Return the following from the records below: each line, word for word, starting with the line that contains "pub const fn len(&self)" and going on through the line that contains "pub fn slice(self, text: &str)", with nothing outside that range.

====

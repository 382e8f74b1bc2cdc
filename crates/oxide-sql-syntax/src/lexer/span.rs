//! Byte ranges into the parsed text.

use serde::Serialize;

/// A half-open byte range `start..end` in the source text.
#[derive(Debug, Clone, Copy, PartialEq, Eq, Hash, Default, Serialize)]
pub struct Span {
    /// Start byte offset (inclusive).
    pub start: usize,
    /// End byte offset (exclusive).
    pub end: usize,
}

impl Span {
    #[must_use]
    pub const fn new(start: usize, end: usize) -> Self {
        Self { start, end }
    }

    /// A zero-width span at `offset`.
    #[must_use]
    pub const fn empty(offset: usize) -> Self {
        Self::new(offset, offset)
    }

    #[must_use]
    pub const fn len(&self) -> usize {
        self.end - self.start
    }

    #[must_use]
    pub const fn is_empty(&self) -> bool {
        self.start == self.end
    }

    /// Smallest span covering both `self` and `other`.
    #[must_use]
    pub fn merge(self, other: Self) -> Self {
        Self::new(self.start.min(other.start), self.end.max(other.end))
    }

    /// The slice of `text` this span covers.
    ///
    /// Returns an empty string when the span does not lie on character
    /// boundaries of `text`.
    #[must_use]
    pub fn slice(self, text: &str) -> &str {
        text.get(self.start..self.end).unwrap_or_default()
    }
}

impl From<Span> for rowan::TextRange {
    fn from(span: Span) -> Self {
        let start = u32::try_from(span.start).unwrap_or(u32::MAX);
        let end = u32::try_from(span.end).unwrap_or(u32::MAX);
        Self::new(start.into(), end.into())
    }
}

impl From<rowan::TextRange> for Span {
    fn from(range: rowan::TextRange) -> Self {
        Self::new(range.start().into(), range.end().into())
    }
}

====

> _Answer to this task_:
    pub const fn len(&self) -> usize {
        self.end - self.start
    }

    #[must_use]
    pub const fn is_empty(&self) -> bool {
        self.start == self.end
    }

    /// Smallest span covering both `self` and `other`.
    #[must_use]
    pub fn merge(self, other: Self) -> Self {
        Self::new(self.start.min(other.start), self.end.max(other.end))
    }

    /// The slice of `text` this span covers.
    ///
    /// Returns an empty string when the span does not lie on character
    /// boundaries of `text`.
    #[must_use]
    pub fn slice(self, text: &str) -> &str {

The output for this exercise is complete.